Another easy way to cut down on waste is to carry a reusable straw. They’ve become much more popular in the last few years and, as a result, they now come in a variety of materials and designs including hard plastic, stainless steel, glass, and even bamboo. Most of the time you can get away without even using a straw, but for the times you can’t or it’s more difficult to, like when drinking smoothies and milkshakes, these are a great alternative to single-use plastic straws. Better yet, get one that fits your reusable mug or water bottle.
Tupperware is a no-brainer when it comes to reusables. You can buy it or just save jars and containers you buy anyway. You can even use the ever popular mason jar to store or pack just about anything.

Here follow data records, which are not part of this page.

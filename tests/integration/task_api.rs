// Test-specific lint overrides: integration tests use unwrap/expect freely,
// and some pedantic/nursery lints are not appropriate for test code.
#![allow(
    clippy::unwrap_used,
    clippy::expect_used,
    clippy::doc_markdown,
    clippy::missing_panics_doc,
    clippy::missing_errors_doc,
    clippy::missing_docs_in_private_items
)]

//! Integration tests for the task and template HTTP API.
//!
//! Starts the real gateway on an OS-assigned port with a temporary
//! data root and exercises the routes over HTTP:
//! - a never-created key is a normal empty-list response
//! - saves are persisted sorted ascending by time
//! - gateway validation rejects malformed bodies with 400
//! - store and decode failures map to a server-error response
//! - template listing and fetching share the task file mechanism

use std::sync::Arc;

use dayplan_server::config::ServerConfig;
use dayplan_server::server::{self, AppState};

/// Starts the gateway with a fresh temporary data root.
///
/// The `TempDir` must stay alive for the duration of the test.
async fn start_test_server() -> (std::net::SocketAddr, tempfile::TempDir) {
    let dir = tempfile::tempdir().unwrap();
    let config = ServerConfig {
        data_dir: dir.path().to_path_buf(),
        static_dir: dir.path().join("static"),
        ..ServerConfig::default()
    };
    let state = Arc::new(AppState::new(&config));
    let (addr, _handle) = server::start_server_with_state("127.0.0.1:0", state)
        .await
        .expect("failed to start test server");
    (addr, dir)
}

fn url(addr: std::net::SocketAddr, path: &str) -> String {
    format!("http://{addr}{path}")
}

#[tokio::test]
async fn fresh_date_returns_empty_list() {
    let (addr, _dir) = start_test_server().await;

    let response = reqwest::get(url(addr, "/api/tasks/2026-08-23"))
        .await
        .unwrap();
    assert_eq!(response.status(), 200);

    let tasks: Vec<serde_json::Value> = response.json().await.unwrap();
    assert!(tasks.is_empty());
}

#[tokio::test]
async fn save_then_get_returns_records_sorted_by_time() {
    let (addr, _dir) = start_test_server().await;
    let client = reqwest::Client::new();

    let body = serde_json::json!([
        { "time": "12:00", "name": "Lunch", "done": false },
        { "time": "06:30", "name": "Wake", "done": true },
        { "time": "09:00", "name": "Run", "duration": "30min", "done": false },
    ]);
    let response = client
        .post(url(addr, "/api/tasks/2026-08-23"))
        .json(&body)
        .send()
        .await
        .unwrap();
    assert!(response.status().is_success());

    let tasks: Vec<serde_json::Value> = reqwest::get(url(addr, "/api/tasks/2026-08-23"))
        .await
        .unwrap()
        .json()
        .await
        .unwrap();

    let times: Vec<&str> = tasks.iter().map(|t| t["time"].as_str().unwrap()).collect();
    assert_eq!(times, vec!["06:30", "09:00", "12:00"]);
    assert_eq!(tasks[1]["duration"], "30min");
}

#[tokio::test]
async fn resave_replaces_and_resorts() {
    // Save Run alone, then Stretch+Run; the final list has both with
    // Stretch first.
    let (addr, _dir) = start_test_server().await;
    let client = reqwest::Client::new();

    let first = serde_json::json!([
        { "time": "09:00", "name": "Run", "done": false },
    ]);
    client
        .post(url(addr, "/api/tasks/2026-08-23"))
        .json(&first)
        .send()
        .await
        .unwrap();

    let second = serde_json::json!([
        { "time": "07:30", "name": "Stretch", "done": true, "duration": "10min" },
        { "time": "09:00", "name": "Run", "done": false },
    ]);
    client
        .post(url(addr, "/api/tasks/2026-08-23"))
        .json(&second)
        .send()
        .await
        .unwrap();

    let tasks: Vec<serde_json::Value> = reqwest::get(url(addr, "/api/tasks/2026-08-23"))
        .await
        .unwrap()
        .json()
        .await
        .unwrap();

    assert_eq!(tasks.len(), 2);
    assert_eq!(tasks[0]["name"], "Stretch");
    assert_eq!(tasks[0]["done"], true);
    assert_eq!(tasks[1]["name"], "Run");
}

#[tokio::test]
async fn invalid_time_rejected_and_nothing_persisted() {
    let (addr, _dir) = start_test_server().await;
    let client = reqwest::Client::new();

    let body = serde_json::json!([
        { "time": "25:99", "name": "Impossible", "done": false },
    ]);
    let response = client
        .post(url(addr, "/api/tasks/2026-08-23"))
        .json(&body)
        .send()
        .await
        .unwrap();
    assert_eq!(response.status(), 400);

    let tasks: Vec<serde_json::Value> = reqwest::get(url(addr, "/api/tasks/2026-08-23"))
        .await
        .unwrap()
        .json()
        .await
        .unwrap();
    assert!(tasks.is_empty());
}

#[tokio::test]
async fn unitless_duration_rejected() {
    let (addr, _dir) = start_test_server().await;
    let client = reqwest::Client::new();

    let body = serde_json::json!([
        { "time": "09:00", "name": "Run", "duration": "30", "done": false },
    ]);
    let response = client
        .post(url(addr, "/api/tasks/2026-08-23"))
        .json(&body)
        .send()
        .await
        .unwrap();
    assert_eq!(response.status(), 400);
}

#[tokio::test]
async fn non_json_body_is_a_client_error() {
    let (addr, _dir) = start_test_server().await;
    let client = reqwest::Client::new();

    let response = client
        .post(url(addr, "/api/tasks/2026-08-23"))
        .header("content-type", "application/json")
        .body("not json")
        .send()
        .await
        .unwrap();
    assert!(response.status().is_client_error());
}

#[tokio::test]
async fn corrupt_task_file_maps_to_server_error() {
    let (addr, dir) = start_test_server().await;

    std::fs::write(
        dir.path().join("2026-08-23.md"),
        "- [ ] 09:00 Run (nonsense)\n",
    )
    .unwrap();

    let response = reqwest::get(url(addr, "/api/tasks/2026-08-23"))
        .await
        .unwrap();
    assert_eq!(response.status(), 500);

    let body: serde_json::Value = response.json().await.unwrap();
    assert!(body["error"].as_str().unwrap().contains("duration"));
}

#[tokio::test]
async fn templates_listed_and_fetched() {
    let (addr, dir) = start_test_server().await;

    let templates = dir.path().join("templates");
    std::fs::create_dir_all(&templates).unwrap();
    std::fs::write(
        templates.join("morning.md"),
        "# Morning routine\n- [ ] 06:30 Wake\n- [ ] 07:00 Stretch (10min)\n",
    )
    .unwrap();

    let names: Vec<String> = reqwest::get(url(addr, "/api/templates"))
        .await
        .unwrap()
        .json()
        .await
        .unwrap();
    assert_eq!(names, vec!["morning".to_string()]);

    let tasks: Vec<serde_json::Value> = reqwest::get(url(addr, "/api/templates/morning"))
        .await
        .unwrap()
        .json()
        .await
        .unwrap();
    assert_eq!(tasks.len(), 2);
    assert_eq!(tasks[0]["name"], "Wake");
}

#[tokio::test]
async fn missing_template_is_empty_list() {
    let (addr, _dir) = start_test_server().await;

    let response = reqwest::get(url(addr, "/api/templates/never-made"))
        .await
        .unwrap();
    assert_eq!(response.status(), 200);

    let tasks: Vec<serde_json::Value> = response.json().await.unwrap();
    assert!(tasks.is_empty());
}

#[tokio::test]
async fn no_templates_dir_lists_empty() {
    let (addr, _dir) = start_test_server().await;

    let names: Vec<String> = reqwest::get(url(addr, "/api/templates"))
        .await
        .unwrap()
        .json()
        .await
        .unwrap();
    assert!(names.is_empty());
}

#[tokio::test]
async fn weather_empty_before_any_poll() {
    let (addr, _dir) = start_test_server().await;

    let response = reqwest::get(url(addr, "/api/weather")).await.unwrap();
    assert_eq!(response.status(), 200);

    let hours: Vec<serde_json::Value> = response.json().await.unwrap();
    assert!(hours.is_empty());
}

These are easy, tried-and-true methods.
Here at the Office of Sustainability, however, we think that reusable Tupperware should also be used for another purpose: taking home leftovers or takeout. Too many take-out or left-over containers are Styrofoam, which is toxic, never fully degrades, and kills marine life. The solution? Bringing your own reusable container. As you’ve already probably guessed, this can be challenging because bulky Tupperware isn’t exactly convenient to carry around. That’s why we suggest purchasing a collapsible Tupperware container. There are many such containers to choose from online and at grocery and home supply stores. Just collapse these containers, fit them easily in a bag, and use them to carry your leftovers. Easy!
Reusable mugs and water bottles are number one on our list of best reusables! They not only eliminate thousands of pounds of waste in plastic bottles and paper cups every day, but they’ll save you a lot of money around campus. Two campus initiatives support the use of reusable mugs and water bottles: SGA’s campaign Take Back the Tap, and The Mug Project. Take Back the Tap encourages students to use water fountains, especially Britta water stations, around campus instead of buying wasteful bottled water. The Mug Project adds some financial incentive to getting rid of single-use drinking containers: any student, faculty, or staff member can bring a 24-ounce or less mug or bottle to UT Dining locations and receive 99 cent drip coffee and fountain beverages. Over 90 percent of UT Dining locations offer this great program including Starbucks, Einstein’s, Quiznos, and Subway.
Reusable mugs and water bottles are so prevalent, we expect you’ll be able to find a perfect one for you no problem, in fact, it’s likely you already have one, but here are a few options, just to let you know what’s out there. You can of course get a traditional lightweight plastic water bottle, but if you want to be extra kind to the environment and your body, we recommend glass water bottles. They’re much less toxic than plastic, surprisingly durable, and after a hot day, most people agree the water inside tastes way better. If you have a hard time remembering your water bottle, you can try clipping it to your bag or even look into a collapsible water bottle or collapsible mug that will fit easily inside your bag or pocket. If you need a mug that will keep things at just the right temperature, try an insulated mug. With any of those, you are well on your way to saving money and eliminating waste.